Mon deuxième et troisième jour défilent en un battement de cil sans que je me sociabilise plus que ça, répondant à quelques messages sur mon communicateur de bienvenue. Décidé, je prends mon courage à deux mains et je file dans la cité que je n'avais pas encore revu depuis mon éveil. Il faut dire aussi que la faim et la soif ont eu raison de ma peur de la populace et je trouve enfin un bar-restaurant ouvert après quelques minutes de recherche sous une pluie toujours aussi abondante. Le Cercle d'Argent m'ouvre ses portes et je reste silencieux pour rejoindre le comptoir discrètement apercevant des habitués qui ne semble pas remarquer ma présence.
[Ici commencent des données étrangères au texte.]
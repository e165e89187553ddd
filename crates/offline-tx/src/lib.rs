//! Offline Solana transfers relayed over the BLE mesh
//!
//! Builds durable (nonce-anchored) transactions that never expire by time, collects
//! co-signer signatures, tracks relay hops for fee settlement, and submits payloads
//! once a node regains internet access.

pub mod aggregator;
pub mod durable;
pub mod error;
pub mod nonce;
pub mod outbox;
pub mod payload;
pub mod relay;
pub mod settlement;
pub mod submit;

// Re-export main types
pub use aggregator::{
    add_detached_signature, add_signature, assemble_transaction, is_fully_signed, merge_signatures,
    verify_all,
};
pub use durable::{
    is_durable_message, validate_against_nonce, DurableTransactionBuilder, DurableTransferRequest,
    TransferRequest,
};
pub use error::{LedgerError, NonceError, SignatureError, TxError, TxResult};
pub use nonce::{NonceAccount, NonceLedger};
pub use outbox::Outbox;
pub use payload::{
    DetachedSignature, Multisig, OfflineTransactionPayload, PartiallySignedTransaction,
    RelayMetadata, SignatureEntry,
};
pub use relay::{record_hop, should_relay, total_relayer_fees, MeshRelayForwarder};
pub use settlement::{settle_relayer_fees, RelayerPayout, SettlementPlan, SettlementReport};
pub use submit::{submit_payload, SubmissionOutcome};
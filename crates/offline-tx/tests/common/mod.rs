//! In-memory ledger used by the integration tests

#![allow(dead_code)]

use async_trait::async_trait;
use offline_tx::{is_durable_message, LedgerError, NonceAccount, NonceError, NonceLedger};
use solana_sdk::hash::Hash;
use solana_sdk::pubkey::Pubkey;
use solana_sdk::signature::Signature;
use solana_sdk::transaction::Transaction;
use std::collections::{HashMap, HashSet};
use std::sync::atomic::{AtomicBool, Ordering};
use std::sync::Mutex;

/// Ledger that advances nonces on use and confirms what it accepts
pub struct MockLedger {
    nonces: Mutex<HashMap<Pubkey, NonceAccount>>,
    blockhash: Mutex<Hash>,
    submitted: Mutex<Vec<Transaction>>,
    confirmed: Mutex<HashSet<Signature>>,
    reachable: AtomicBool,
    auto_confirm: AtomicBool,
}

impl MockLedger {
    pub fn new() -> Self {
        Self {
            nonces: Mutex::new(HashMap::new()),
            blockhash: Mutex::new(Hash::new_unique()),
            submitted: Mutex::new(Vec::new()),
            confirmed: Mutex::new(HashSet::new()),
            reachable: AtomicBool::new(true),
            auto_confirm: AtomicBool::new(true),
        }
    }

    /// Create an initialized nonce account controlled by `authority`
    pub fn add_nonce_account(&self, authority: Pubkey) -> Pubkey {
        let address = Pubkey::new_unique();
        self.nonces.lock().unwrap().insert(
            address,
            NonceAccount {
                address,
                authority,
                nonce_value: Hash::new_unique(),
                lamports_per_signature: 5000,
            },
        );
        address
    }

    /// Someone else used the nonce
    pub fn advance_nonce(&self, address: &Pubkey) {
        if let Some(account) = self.nonces.lock().unwrap().get_mut(address) {
            account.nonce_value = Hash::new_unique();
        }
    }

    /// Hand control of the nonce to another key
    pub fn set_authority(&self, address: &Pubkey, authority: Pubkey) {
        if let Some(account) = self.nonces.lock().unwrap().get_mut(address) {
            account.authority = authority;
        }
    }

    pub fn set_reachable(&self, reachable: bool) {
        self.reachable.store(reachable, Ordering::SeqCst);
    }

    pub fn set_auto_confirm(&self, confirm: bool) {
        self.auto_confirm.store(confirm, Ordering::SeqCst);
    }

    pub fn confirm(&self, signature: Signature) {
        self.confirmed.lock().unwrap().insert(signature);
    }

    pub fn submitted(&self) -> Vec<Transaction> {
        self.submitted.lock().unwrap().clone()
    }
}

#[async_trait]
impl NonceLedger for MockLedger {
    async fn get_nonce_account(&self, address: &Pubkey) -> Result<NonceAccount, NonceError> {
        self.nonces
            .lock()
            .unwrap()
            .get(address)
            .copied()
            .ok_or(NonceError::AccountNotFound(*address))
    }

    async fn latest_blockhash(&self) -> Result<Hash, LedgerError> {
        if !self.reachable.load(Ordering::SeqCst) {
            return Err(LedgerError::Rpc("unreachable".to_string()));
        }
        Ok(*self.blockhash.lock().unwrap())
    }

    async fn submit_transaction(&self, transaction: &Transaction) -> Result<Signature, LedgerError> {
        if !self.reachable.load(Ordering::SeqCst) {
            return Err(LedgerError::Rpc("unreachable".to_string()));
        }
        if transaction.verify().is_err() {
            return Err(LedgerError::SubmitFailed("signature verification failed".to_string()));
        }

        let mut nonces = self.nonces.lock().unwrap();
        let durable = nonces
            .values()
            .find(|nonce| is_durable_message(&transaction.message, nonce))
            .map(|nonce| nonce.address);

        match durable {
            Some(address) => {
                if let Some(account) = nonces.get_mut(&address) {
                    account.nonce_value = Hash::new_unique();
                }
            }
            None => {
                let anchored_to_nonce = nonces
                    .values()
                    .any(|nonce| transaction.message.account_keys.contains(&nonce.address));
                let current = *self.blockhash.lock().unwrap();
                if anchored_to_nonce || transaction.message.recent_blockhash != current {
                    return Err(LedgerError::SubmitFailed("blockhash not found".to_string()));
                }
            }
        }
        drop(nonces);

        let signature = transaction.signatures[0];
        self.submitted.lock().unwrap().push(transaction.clone());
        if self.auto_confirm.load(Ordering::SeqCst) {
            self.confirmed.lock().unwrap().insert(signature);
        }
        Ok(signature)
    }

    async fn confirm_signature(&self, signature: &Signature) -> Result<bool, LedgerError> {
        Ok(self.confirmed.lock().unwrap().contains(signature))
    }

    async fn is_reachable(&self) -> bool {
        self.reachable.load(Ordering::SeqCst)
    }
}
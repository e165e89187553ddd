use serde::Deserialize;
use std::env;
use std::time::Duration;

#[derive(Debug, Clone, Deserialize)]
pub struct Config {
    pub mesh: MeshNetworkConfig,
    pub relay: RelayConfig,
    pub solana: SolanaConfig,
}

#[derive(Debug, Clone, Deserialize)]
pub struct MeshNetworkConfig {
    /// Interval at which an active scan is refreshed in milliseconds (default: 5000)
    pub scan_interval_ms: u64,
    /// Upper bound for connect + service discovery + subscribe (default: 10000)
    pub connection_timeout_ms: u64,
    /// Upper bound for a single chunk write (default: 2000)
    pub write_timeout_ms: u64,
    /// Period of the session health check (default: 15000)
    pub health_check_interval_ms: u64,
    /// Idle time after which a session is considered gone (default: 60000)
    pub stale_session_timeout_ms: u64,
    /// Maximum simultaneous sessions across both roles (default: 8)
    pub max_connections: usize,
    /// Consecutive send failures before a session is torn down (default: 3)
    pub failure_threshold: u32,
    /// MTU assumed when the radio stack cannot report one (default: 185)
    pub default_mtu: usize,
    /// How long initialization waits for the radio to power on (default: 5000)
    pub power_on_timeout_ms: u64,
    /// Hop budget stamped on packets this node originates (default: 7)
    pub packet_ttl: u8,
    /// Advertised local name (default: "mesh-relay")
    pub device_name: String,
}

#[derive(Debug, Clone, Deserialize)]
pub struct RelayConfig {
    /// Lamports owed to each distinct relayer of a payload (default: 5000)
    pub relayer_fee_per_hop: u64,
    /// Hop budget for payloads this node originates and the most it honours on relayed ones (default: 5)
    pub max_relay_hops: u8,
    /// Age limit for relaying blockhash-anchored payloads in seconds (default: 60)
    pub non_durable_window_secs: i64,
    /// Payloads held while offline (default: 256)
    pub outbox_capacity: usize,
    /// Period of the internet reachability check (default: 10000)
    pub connectivity_check_interval_ms: u64,
}

#[derive(Debug, Clone, Deserialize)]
pub struct SolanaConfig {
    pub rpc_url: String,
    pub max_retry_attempts: u32,
    /// JSON keypair file used to sign relayer fee settlements; an ephemeral key is used if unset
    pub keypair_path: Option<String>,
}

impl MeshNetworkConfig {
    pub fn scan_interval(&self) -> Duration {
        Duration::from_millis(self.scan_interval_ms)
    }

    pub fn connection_timeout(&self) -> Duration {
        Duration::from_millis(self.connection_timeout_ms)
    }

    pub fn write_timeout(&self) -> Duration {
        Duration::from_millis(self.write_timeout_ms)
    }

    pub fn health_check_interval(&self) -> Duration {
        Duration::from_millis(self.health_check_interval_ms)
    }

    pub fn stale_session_timeout(&self) -> Duration {
        Duration::from_millis(self.stale_session_timeout_ms)
    }

    pub fn power_on_timeout(&self) -> Duration {
        Duration::from_millis(self.power_on_timeout_ms)
    }
}

impl RelayConfig {
    pub fn non_durable_window(&self) -> chrono::Duration {
        chrono::Duration::seconds(self.non_durable_window_secs)
    }

    pub fn connectivity_check_interval(&self) -> Duration {
        Duration::from_millis(self.connectivity_check_interval_ms)
    }
}

impl Default for MeshNetworkConfig {
    fn default() -> Self {
        Self {
            scan_interval_ms: 5_000,
            connection_timeout_ms: 10_000,
            write_timeout_ms: 2_000,
            health_check_interval_ms: 15_000,
            stale_session_timeout_ms: 60_000,
            max_connections: 8,
            failure_threshold: 3,
            default_mtu: 185,
            power_on_timeout_ms: 5_000,
            packet_ttl: 7,
            device_name: "mesh-relay".to_string(),
        }
    }
}

impl Default for RelayConfig {
    fn default() -> Self {
        Self {
            relayer_fee_per_hop: 5_000,
            max_relay_hops: 5,
            non_durable_window_secs: 60,
            outbox_capacity: 256,
            connectivity_check_interval_ms: 10_000,
        }
    }
}

impl Default for SolanaConfig {
    fn default() -> Self {
        Self {
            rpc_url: "https://api.devnet.solana.com".to_string(),
            max_retry_attempts: 3,
            keypair_path: None,
        }
    }
}

impl Default for Config {
    fn default() -> Self {
        Self {
            mesh: MeshNetworkConfig::default(),
            relay: RelayConfig::default(),
            solana: SolanaConfig::default(),
        }
    }
}

impl Config {
    pub fn from_env() -> anyhow::Result<Self> {
        dotenv::dotenv().ok();

        Ok(Config {
            mesh: MeshNetworkConfig {
                scan_interval_ms: env::var("MESH_SCAN_INTERVAL_MS")
                    .unwrap_or_else(|_| "5000".to_string())
                    .parse()?,
                connection_timeout_ms: env::var("MESH_CONNECTION_TIMEOUT_MS")
                    .unwrap_or_else(|_| "10000".to_string())
                    .parse()?,
                write_timeout_ms: env::var("MESH_WRITE_TIMEOUT_MS")
                    .unwrap_or_else(|_| "2000".to_string())
                    .parse()?,
                health_check_interval_ms: env::var("MESH_HEALTH_CHECK_INTERVAL_MS")
                    .unwrap_or_else(|_| "15000".to_string())
                    .parse()?,
                stale_session_timeout_ms: env::var("MESH_STALE_SESSION_TIMEOUT_MS")
                    .unwrap_or_else(|_| "60000".to_string())
                    .parse()?,
                max_connections: env::var("MESH_MAX_CONNECTIONS")
                    .unwrap_or_else(|_| "8".to_string())
                    .parse()?,
                failure_threshold: env::var("MESH_FAILURE_THRESHOLD")
                    .unwrap_or_else(|_| "3".to_string())
                    .parse()?,
                default_mtu: env::var("MESH_DEFAULT_MTU")
                    .unwrap_or_else(|_| "185".to_string())
                    .parse()?,
                power_on_timeout_ms: env::var("MESH_POWER_ON_TIMEOUT_MS")
                    .unwrap_or_else(|_| "5000".to_string())
                    .parse()?,
                packet_ttl: env::var("MESH_PACKET_TTL")
                    .unwrap_or_else(|_| "7".to_string())
                    .parse()?,
                device_name: env::var("MESH_DEVICE_NAME")
                    .unwrap_or_else(|_| "mesh-relay".to_string()),
            },
            relay: RelayConfig {
                relayer_fee_per_hop: env::var("RELAYER_FEE_PER_HOP")
                    .unwrap_or_else(|_| "5000".to_string())
                    .parse()?,
                max_relay_hops: env::var("MAX_RELAY_HOPS")
                    .unwrap_or_else(|_| "5".to_string())
                    .parse()?,
                non_durable_window_secs: env::var("RELAY_NON_DURABLE_WINDOW_SECS")
                    .unwrap_or_else(|_| "60".to_string())
                    .parse()?,
                outbox_capacity: env::var("RELAY_OUTBOX_CAPACITY")
                    .unwrap_or_else(|_| "256".to_string())
                    .parse()?,
                connectivity_check_interval_ms: env::var("RELAY_CONNECTIVITY_CHECK_INTERVAL_MS")
                    .unwrap_or_else(|_| "10000".to_string())
                    .parse()?,
            },
            solana: SolanaConfig {
                rpc_url: env::var("SOLANA_RPC_URL")
                    .unwrap_or_else(|_| "https://api.devnet.solana.com".to_string()),
                max_retry_attempts: env::var("SOLANA_MAX_RETRY_ATTEMPTS")
                    .unwrap_or_else(|_| "3".to_string())
                    .parse()?,
                keypair_path: env::var("RELAYER_KEYPAIR_PATH").ok(),
            },
        })
    }
}

#[cfg(test)]
mod tests {
    use super::*;

    #[test]
    fn test_defaults_are_consistent() {
        let config = Config::default();

        assert!(config.mesh.default_mtu > 8);
        assert!(config.mesh.failure_threshold > 0);
        assert!(config.mesh.stale_session_timeout() > config.mesh.health_check_interval());
        assert_eq!(config.mesh.write_timeout(), Duration::from_secs(2));
        assert_eq!(config.relay.non_durable_window(), chrono::Duration::seconds(60));
    }

    #[test]
    fn test_from_env_uses_defaults_and_overrides() {
        env::set_var("MESH_MAX_CONNECTIONS", "4");
        env::remove_var("MESH_WRITE_TIMEOUT_MS");

        let config = Config::from_env().unwrap();
        assert_eq!(config.mesh.max_connections, 4);
        assert_eq!(config.mesh.write_timeout_ms, 2000);

        env::set_var("MESH_MAX_CONNECTIONS", "not-a-number");
        assert!(Config::from_env().is_err());

        env::remove_var("MESH_MAX_CONNECTIONS");
    }
}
Je reprends mon souffle et prend commande au distributeur dans mon coin d'un sandwich et d'un glukoz, goûtant pour la première fois de l'écureuil.
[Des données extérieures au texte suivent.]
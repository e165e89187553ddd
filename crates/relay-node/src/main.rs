use anyhow::{anyhow, Result};
use ble_mesh::{ConnectionManager, PlatformRadio};
use blockchain::SolanaLedger;
use relay_node::RelayNode;
use shared::config::{Config, SolanaConfig};
use shared::logging::init_from_env;
use solana_sdk::signature::{read_keypair_file, Keypair, Signer};
use std::sync::Arc;
use tracing::{info, warn};

#[tokio::main]
async fn main() -> Result<()> {
    // Load configuration (also reads .env, which may set LOG_FORMAT)
    let config = Config::from_env()?;

    init_from_env()?;

    info!("Starting mesh relay");
    info!(
        "Mesh: max {} sessions, ttl {}; relay: {} hops at {} lamports",
        config.mesh.max_connections,
        config.mesh.packet_ttl,
        config.relay.max_relay_hops,
        config.relay.relayer_fee_per_hop
    );

    let relayer = load_relayer_keypair(&config.solana)?;
    info!("Relayer key: {}", relayer.pubkey());

    let ledger = Arc::new(SolanaLedger::from_config(&config.solana));
    info!("Solana ledger client initialized ({})", ledger.rpc_url());

    let radio = Arc::new(PlatformRadio::detect(&config.mesh).await?);
    info!("BLE radio detected");

    let manager = Arc::new(ConnectionManager::new(radio, config.mesh.clone()));
    let node = Arc::new(RelayNode::new(manager, ledger, relayer, &config));
    node.start().await?;

    info!("Mesh relay running as {}; press Ctrl-C to stop", node.local_id());
    tokio::signal::ctrl_c().await?;

    node.shutdown().await?;
    info!("Mesh relay stopped");
    Ok(())
}

fn load_relayer_keypair(config: &SolanaConfig) -> Result<Keypair> {
    match &config.keypair_path {
        Some(path) => read_keypair_file(path)
            .map_err(|e| anyhow!("failed to read relayer keypair {}: {}", path, e)),
        None => {
            warn!("RELAYER_KEYPAIR_PATH not set; using an ephemeral relayer key");
            Ok(Keypair::new())
        }
    }
}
C'est aussi mes premiers visages après celui de ma patronne à la Centrale et lorsque je m'apprêtais à partir après avoir écouté les conversations et terminé mon livre, je prend confiance et remercie la serveuse d'un simple "Merci." avec un peu sourire amical tout aussi naïf qu'insouciant.
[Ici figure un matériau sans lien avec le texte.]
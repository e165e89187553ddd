//! Payloads held while the ledger is unreachable

use crate::error::{TxError, TxResult};
use crate::payload::OfflineTransactionPayload;
use chrono::{DateTime, Utc};
use std::collections::VecDeque;
use tracing::{debug, info, warn};
use uuid::Uuid;

/// Bounded FIFO of payloads awaiting submission, unique by payload id
pub struct Outbox {
    queue: VecDeque<OfflineTransactionPayload>,
    capacity: usize,
}

impl Outbox {
    pub fn new(capacity: usize) -> Self {
        info!("Initializing Outbox with capacity={}", capacity);

        Self {
            queue: VecDeque::new(),
            capacity,
        }
    }

    /// Queue a payload
    ///
    /// A payload already queued is replaced in place (the new copy may carry more
    /// signatures) and `Ok(false)` is returned.
    pub fn push(&mut self, payload: OfflineTransactionPayload) -> TxResult<bool> {
        if self.replace(payload.clone()) {
            debug!("Payload {} already queued; updated", payload.id);
            return Ok(false);
        }

        if self.queue.len() >= self.capacity {
            warn!("Outbox full ({} payloads); rejecting {}", self.capacity, payload.id);
            return Err(TxError::OutboxFull(self.capacity));
        }

        info!(
            "Queued payload {} for submission (outbox size: {})",
            payload.id,
            self.queue.len() + 1
        );
        self.queue.push_back(payload);
        Ok(true)
    }

    /// Swap in a newer copy of a queued payload; false if it is not queued
    pub fn replace(&mut self, payload: OfflineTransactionPayload) -> bool {
        match self.queue.iter_mut().find(|queued| queued.id == payload.id) {
            Some(queued) => {
                *queued = payload;
                true
            }
            None => false,
        }
    }

    pub fn get(&self, id: &Uuid) -> Option<&OfflineTransactionPayload> {
        self.queue.iter().find(|queued| &queued.id == id)
    }

    /// Queued payloads, oldest first
    pub fn iter(&self) -> impl Iterator<Item = &OfflineTransactionPayload> {
        self.queue.iter()
    }

    pub fn contains(&self, id: &Uuid) -> bool {
        self.get(id).is_some()
    }

    pub fn remove(&mut self, id: &Uuid) -> Option<OfflineTransactionPayload> {
        let index = self.queue.iter().position(|queued| &queued.id == id)?;
        self.queue.remove(index)
    }

    /// Drop blockhash payloads older than `window`; durable ones never expire
    pub fn prune_expired(&mut self, now: DateTime<Utc>, window: chrono::Duration) -> usize {
        let before = self.queue.len();
        self.queue.retain(|payload| {
            let keep = payload.durable || payload.age(now) < window;
            if !keep {
                debug!("Removing expired payload {} (age: {})", payload.id, payload.age(now));
            }
            keep
        });

        let removed = before - self.queue.len();
        if removed > 0 {
            info!("Pruned {} expired payloads from outbox", removed);
        }
        removed
    }

    pub fn len(&self) -> usize {
        self.queue.len()
    }

    pub fn is_empty(&self) -> bool {
        self.queue.is_empty()
    }

    pub fn capacity(&self) -> usize {
        self.capacity
    }
}

#[cfg(test)]
mod tests {
    use super::*;
    use crate::payload::RelayMetadata;
    use solana_sdk::pubkey::Pubkey;

    fn payload(durable: bool, created_at: DateTime<Utc>) -> OfflineTransactionPayload {
        OfflineTransactionPayload {
            id: Uuid::new_v4(),
            serialized_tx: vec![],
            message_bytes: vec![],
            nonce_account: None,
            fee_payer: Pubkey::new_unique(),
            recipient: Pubkey::new_unique(),
            amount: 10,
            sender: "bob".to_string(),
            created_at,
            durable,
            memo: None,
            signatures: vec![],
            required_signers: vec![],
            relay_metadata: RelayMetadata::new(3, 0),
        }
    }

    #[test]
    fn test_fifo_order_and_dedup() {
        let mut outbox = Outbox::new(4);
        let first = payload(true, Utc::now());
        let second = payload(true, Utc::now());

        assert!(outbox.push(first.clone()).unwrap());
        assert!(outbox.push(second.clone()).unwrap());

        let mut updated = first.clone();
        updated.relay_metadata.hop_count = 2;
        assert!(!outbox.push(updated).unwrap());
        assert_eq!(outbox.len(), 2);
        assert_eq!(outbox.get(&first.id).unwrap().relay_metadata.hop_count, 2);

        let order: Vec<_> = outbox.iter().map(|queued| queued.id).collect();
        assert_eq!(order, vec![first.id, second.id]);

        assert_eq!(outbox.remove(&first.id).unwrap().id, first.id);
        assert!(outbox.remove(&first.id).is_none());
        assert_eq!(outbox.len(), 1);
    }

    #[test]
    fn test_capacity_limit() {
        let mut outbox = Outbox::new(1);
        outbox.push(payload(true, Utc::now())).unwrap();
        assert!(matches!(
            outbox.push(payload(true, Utc::now())),
            Err(TxError::OutboxFull(1))
        ));
    }

    #[test]
    fn test_prune_keeps_durable_payloads() {
        let mut outbox = Outbox::new(8);
        let old = Utc::now() - chrono::Duration::minutes(10);
        let durable = payload(true, old);
        let stale = payload(false, old);
        let fresh = payload(false, Utc::now());

        outbox.push(durable.clone()).unwrap();
        outbox.push(stale.clone()).unwrap();
        outbox.push(fresh.clone()).unwrap();

        assert_eq!(outbox.prune_expired(Utc::now(), chrono::Duration::seconds(60)), 1);
        assert!(outbox.contains(&durable.id));
        assert!(outbox.contains(&fresh.id));
        assert!(!outbox.contains(&stale.id));
    }
}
  • Ah ! Elle parle la biscotte ! S'exclame une des clientes répondant au nom d'Eva. Je panique aussitôt ne voulant pas être le nouveau festin d'écureuil du jour, j'essaie de me reprendre :
  • Heu... Bonjour... Je me m'appelle Joaw. Heu... Je suis enchanté de faire votre connaissance. Et je ne tarde pas à avoir une réponse :
  • Pfff ! C'est tellement faux cul ! Je rougis et panique à nouveau en plus d'être vexé, tandis qu'elle, rit vulgairement et reprend sa bouteille d'alcool au goulot buvant une nouvelle gorgée. Ce même alcool qui me fait tordre l'estomac en tout sens, le fameux et populaire : Skiwi.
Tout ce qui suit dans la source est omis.